The Judge rose and stood on the hearth rug, his back to the fire. He was nearly six feet tall, soldierly, and rugged, his white curly hair standing out in three distinct tufts just like Pantaloon, Kit always declared, his eyes keen and bright under their thick brows. He had taken off his eyeglasses and held them in one hand, tapping them on the other to emphasize his words. Jean tiptoed around the tree, extinguishing the last sputtering candles, and sat down softly beside Cousin Roxy.
“I don’t think any of you, beloved children and dear ones, can quite understand what tonight means to me personally.” He cleared his throat and looked over at Billie. “I haven’t had a real Christmas here since Billie’s father was a little boy. I didn’t want a real Christmas either. Christmas meant no more to me than to some old owl up in the woods, maybe not as much. But tonight has warmed my heart, built up a good old fire in it just as you start one going in some old disused rock fireplace that has been stone cold for years.
“When I was a boy this old house used to be opened up as it is tonight, decorated with evergreen and hemlock and guests in every room at Christmas time. I didn’t live here then. My grandfather, old Judge Winthrop Ellis, was alive, and my father had married and moved over to the white house on the wood road between Maple Lawn and the old burial ground. You can still find the cellar of it and the old rock chimney standing. I used to trot along that wood road to school up at Gayhead where Doris and Helen have been going, and I had just one companion on that road, the perkiest, sassiest, most interesting female I ever met in all my life.” He stopped and chuckled, and Cousin Roxy rubbed her nose with her forefinger and smiled.

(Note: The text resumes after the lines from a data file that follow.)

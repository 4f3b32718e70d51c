use services::DashboardPanel;

use crate::vm::number_fmt::{format_percent, to_fixed_1};
use crate::vm::time_fmt::format_datetime;

/// Dashboard strings, ready to bind.
#[derive(Clone, Debug, Default, PartialEq, Eq)]
pub struct DashboardVm {
    pub greeting: Option<String>,
    pub completion: String,
    pub average_score: String,
    pub completed_topics: String,
    pub total_topics: String,
    pub progress_chart: Option<String>,
    pub performance_chart: Option<String>,
    pub recent_attempts: Vec<AttemptRowVm>,
}

#[derive(Clone, Debug, PartialEq, Eq)]
pub struct AttemptRowVm {
    pub score: String,
    pub completed_at: String,
}

impl From<&DashboardPanel> for DashboardVm {
    fn from(panel: &DashboardPanel) -> Self {
        let mut vm = DashboardVm {
            greeting: panel
                .user
                .as_ref()
                .map(|user| format!("Welcome back, {}!", user.display_name())),
            progress_chart: panel.progress_chart.clone(),
            performance_chart: panel.performance_chart.clone(),
            recent_attempts: panel
                .recent_attempts
                .iter()
                .map(|attempt| AttemptRowVm {
                    score: format!("{}%", to_fixed_1(attempt.score)),
                    completed_at: attempt
                        .completed_at
                        .map(format_datetime)
                        .unwrap_or_default(),
                })
                .collect(),
            ..DashboardVm::default()
        };
        if let Some(summary) = &panel.summary {
            vm.completion = format_percent(summary.completion_percentage);
            vm.average_score = format_percent(summary.average_score);
            vm.completed_topics = summary.completed_topics.to_string();
            vm.total_topics = summary.total_topics.to_string();
        }
        vm
    }
}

“We knew every spot along the way, where the fringed gentians grew in the late fall, and where to find arbutus in the spring. The best place to get black birch and where the checker-berries were thickest. Maybe just now, it won’t mean so much to you young folks, all these little landmarks of nature on these old home roads and fields of ours, but when the shadows begin to lengthen in life’s afternoon, you’ll be glad to remember them and maybe find them again, for the best part of it all is, they wait for you with love and welcome and you’ll find the gentians and the checker-berries growing in just the same places they did fifty years ago.”

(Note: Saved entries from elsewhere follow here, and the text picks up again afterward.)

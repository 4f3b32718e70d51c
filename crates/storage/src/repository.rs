use async_trait::async_trait;
use learnpath_core::model::AuthToken;
use std::sync::{Arc, Mutex};
use thiserror::Error;

/// Errors surfaced by storage adapters.
#[derive(Debug, Error)]
#[non_exhaustive]
pub enum StorageError {
    #[error("connection error: {0}")]
    Connection(String),

    #[error("serialization error: {0}")]
    Serialization(String),
}

/// Repository contract for the persisted session token.
///
/// At most one token is stored; saving replaces the previous one.
#[async_trait]
pub trait TokenRepository: Send + Sync {
    /// Load the persisted token, if any.
    ///
    /// # Errors
    ///
    /// Returns `StorageError` if the backing store cannot be read.
    async fn load_token(&self) -> Result<Option<AuthToken>, StorageError>;

    /// Persist `token`, replacing any previous one.
    ///
    /// # Errors
    ///
    /// Returns `StorageError` if the token cannot be stored.
    async fn save_token(&self, token: &AuthToken) -> Result<(), StorageError>;

    /// Remove the persisted token. Removing a missing token is not an error.
    ///
    /// # Errors
    ///
    /// Returns `StorageError` if the backing store cannot be written.
    async fn clear_token(&self) -> Result<(), StorageError>;
}

/// Simple in-memory repository implementation for testing and prototyping.
#[derive(Clone, Default)]
pub struct InMemoryRepository {
    token: Arc<Mutex<Option<AuthToken>>>,
}

impl InMemoryRepository {
    #[must_use]
    pub fn new() -> Self {
        Self::default()
    }

    /// Start with a token already persisted, as if left over from an earlier run.
    #[must_use]
    pub fn with_token(token: AuthToken) -> Self {
        Self {
            token: Arc::new(Mutex::new(Some(token))),
        }
    }
}

#[async_trait]
impl TokenRepository for InMemoryRepository {
    async fn load_token(&self) -> Result<Option<AuthToken>, StorageError> {
        let guard = self
            .token
            .lock()
            .map_err(|e| StorageError::Connection(e.to_string()))?;
        Ok(guard.clone())
    }

    async fn save_token(&self, token: &AuthToken) -> Result<(), StorageError> {
        let mut guard = self
            .token
            .lock()
            .map_err(|e| StorageError::Connection(e.to_string()))?;
        *guard = Some(token.clone());
        Ok(())
    }

    async fn clear_token(&self) -> Result<(), StorageError> {
        let mut guard = self
            .token
            .lock()
            .map_err(|e| StorageError::Connection(e.to_string()))?;
        guard.take();
        Ok(())
    }
}

/// Repositories behind trait objects for easy backend swapping.
#[derive(Clone)]
pub struct Storage {
    pub tokens: Arc<dyn TokenRepository>,
}

impl Storage {
    #[must_use]
    pub fn in_memory() -> Self {
        Self::from_repository(InMemoryRepository::new())
    }

    #[must_use]
    pub fn from_repository(repo: impl TokenRepository + 'static) -> Self {
        Self {
            tokens: Arc::new(repo),
        }
    }
}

Jean saw her father put out his hand and lay it over her mother’s. His head was bent forward a trifle and there was a wonderful light in his eyes.
“And all I wanted to say, apart from the big welcome to you all, and the good wishes for a joyous season, was this, the greatest blessing life has brought me is that Roxana has come out of the past to sit right over there and show me how to have a good time at Christmas once again. God bless you all.”

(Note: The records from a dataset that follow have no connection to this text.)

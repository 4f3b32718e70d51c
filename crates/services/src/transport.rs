//! HTTP transport seam between the gateway and the network.

use std::collections::HashMap;
use std::sync::{Arc, Mutex, PoisonError};

use async_trait::async_trait;
use reqwest::Client;
pub use reqwest::Method;
use thiserror::Error;

/// A fully prepared request: absolute URL, final headers, serialized body.
#[derive(Clone, Debug, PartialEq, Eq)]
pub struct ApiRequest {
    pub method: Method,
    pub url: String,
    pub headers: Vec<(String, String)>,
    pub body: Option<String>,
}

impl ApiRequest {
    /// Case-insensitive header lookup.
    #[must_use]
    pub fn header(&self, name: &str) -> Option<&str> {
        self.headers
            .iter()
            .find(|(key, _)| key.eq_ignore_ascii_case(name))
            .map(|(_, value)| value.as_str())
    }
}

/// Raw response as seen by the gateway.
#[derive(Clone, Debug, PartialEq, Eq)]
pub struct ApiResponse {
    pub status: u16,
    pub content_type: Option<String>,
    pub body: String,
}

impl ApiResponse {
    #[must_use]
    pub fn json(status: u16, body: &serde_json::Value) -> Self {
        Self {
            status,
            content_type: Some("application/json".into()),
            body: body.to_string(),
        }
    }

    #[must_use]
    pub fn text(status: u16, body: impl Into<String>) -> Self {
        Self {
            status,
            content_type: Some("text/plain; charset=utf-8".into()),
            body: body.into(),
        }
    }

    #[must_use]
    pub fn is_json(&self) -> bool {
        self.content_type
            .as_deref()
            .is_some_and(|value| value.contains("application/json"))
    }

    #[must_use]
    pub fn is_success(&self) -> bool {
        (200..300).contains(&self.status)
    }
}

#[derive(Debug, Error, Clone, PartialEq, Eq)]
#[non_exhaustive]
pub enum TransportError {
    /// The server could not be reached (refused, DNS, unreachable).
    #[error("connect failed: {0}")]
    Connect(String),
    #[error("{0}")]
    Other(String),
}

#[async_trait]
pub trait HttpTransport: Send + Sync {
    /// Send one request. Implementations must not retry.
    ///
    /// # Errors
    ///
    /// Returns `TransportError` when no HTTP response was received.
    async fn send(&self, request: ApiRequest) -> Result<ApiResponse, TransportError>;
}

/// Production transport over `reqwest`.
#[derive(Clone, Default)]
pub struct ReqwestTransport {
    client: Client,
}

impl ReqwestTransport {
    #[must_use]
    pub fn new() -> Self {
        Self {
            client: Client::new(),
        }
    }
}

#[async_trait]
impl HttpTransport for ReqwestTransport {
    async fn send(&self, request: ApiRequest) -> Result<ApiResponse, TransportError> {
        let mut builder = self.client.request(request.method, &request.url);
        for (key, value) in &request.headers {
            builder = builder.header(key.as_str(), value.as_str());
        }
        if let Some(body) = request.body {
            builder = builder.body(body);
        }

        let response = builder.send().await.map_err(map_reqwest_error)?;
        let status = response.status().as_u16();
        let content_type = response
            .headers()
            .get(reqwest::header::CONTENT_TYPE)
            .and_then(|value| value.to_str().ok())
            .map(str::to_string);
        let body = response.text().await.map_err(map_reqwest_error)?;

        Ok(ApiResponse {
            status,
            content_type,
            body,
        })
    }
}

fn map_reqwest_error(err: reqwest::Error) -> TransportError {
    if err.is_connect() {
        TransportError::Connect(err.to_string())
    } else {
        TransportError::Other(err.to_string())
    }
}

type Scripted = Result<ApiResponse, TransportError>;

#[derive(Default)]
struct ScriptState {
    routes: HashMap<(Method, String), Scripted>,
    fallback: Option<Scripted>,
    sent: Vec<ApiRequest>,
}

/// In-memory transport for testing and prototyping.
///
/// Responses are matched by method and URL suffix (the endpoint), so the same
/// script works against any base URL. Every request is recorded.
#[derive(Clone, Default)]
pub struct ScriptedTransport {
    state: Arc<Mutex<ScriptState>>,
}

impl ScriptedTransport {
    #[must_use]
    pub fn new() -> Self {
        Self::default()
    }

    /// Answer `method endpoint` with `response` (replacing an earlier script).
    #[must_use]
    pub fn respond(self, method: Method, endpoint: &str, response: ApiResponse) -> Self {
        self.script(method, endpoint, Ok(response));
        self
    }

    /// Answer `GET endpoint` with a 200 JSON body.
    #[must_use]
    pub fn get_json(self, endpoint: &str, body: serde_json::Value) -> Self {
        self.respond(Method::GET, endpoint, ApiResponse::json(200, &body))
    }

    /// Answer `POST endpoint` with a 200 JSON body.
    #[must_use]
    pub fn post_json(self, endpoint: &str, body: serde_json::Value) -> Self {
        self.respond(Method::POST, endpoint, ApiResponse::json(200, &body))
    }

    /// Fail `method endpoint` at the transport level.
    #[must_use]
    pub fn fail(self, method: Method, endpoint: &str, error: TransportError) -> Self {
        self.script(method, endpoint, Err(error));
        self
    }

    /// Fail every unscripted request, e.g. to simulate an unreachable server.
    #[must_use]
    pub fn fail_unscripted(self, error: TransportError) -> Self {
        self.lock().fallback = Some(Err(error));
        self
    }

    /// Change a script after the transport has been handed out.
    pub fn script(&self, method: Method, endpoint: &str, outcome: Result<ApiResponse, TransportError>) {
        self.lock().routes.insert((method, endpoint.to_string()), outcome);
    }

    /// Requests sent so far, oldest first.
    #[must_use]
    pub fn requests(&self) -> Vec<ApiRequest> {
        self.lock().sent.clone()
    }

    /// Requests whose URL ends with `endpoint`.
    #[must_use]
    pub fn requests_to(&self, endpoint: &str) -> Vec<ApiRequest> {
        self.requests()
            .into_iter()
            .filter(|request| request.url.ends_with(endpoint))
            .collect()
    }

    fn lock(&self) -> std::sync::MutexGuard<'_, ScriptState> {
        self.state.lock().unwrap_or_else(PoisonError::into_inner)
    }
}

#[async_trait]
impl HttpTransport for ScriptedTransport {
    async fn send(&self, request: ApiRequest) -> Result<ApiResponse, TransportError> {
        let mut state = self.lock();
        let outcome = state
            .routes
            .iter()
            .filter(|((method, endpoint), _)| {
                *method == request.method && request.url.ends_with(endpoint.as_str())
            })
            .max_by_key(|((_, endpoint), _)| endpoint.len())
            .map(|(_, outcome)| outcome.clone())
            .or_else(|| state.fallback.clone())
            .unwrap_or_else(|| {
                Ok(ApiResponse::json(
                    404,
                    &serde_json::json!({ "detail": "Not Found" }),
                ))
            });
        state.sent.push(request);
        outcome
    }
}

“Oh, wasn’t he just a dear,” Kit said, rapturously, when it was all over, and they were driving back home under the clear starlit sky. “I do hope when I’m as old as the Judge, I’ll have a flower of romance to sniff at too. Cousin Roxy watched him just as if he were sixteen instead of sixty.”
“You’re just as sentimental as Helen and me,” Jean told her, teasingly.
“Well, anybody who wouldn’t get a thrill out of tonight would be a toad in a claybank. And Jean, did you see Father’s face?”
Jean nodded. It was something not to be discussed, the light in her father’s face as he had listened. It made her realize more than anything that had happened in the long months of trial in the country, how worth while it was, the sacrifice that had brought him back into his home country for healing and happiness.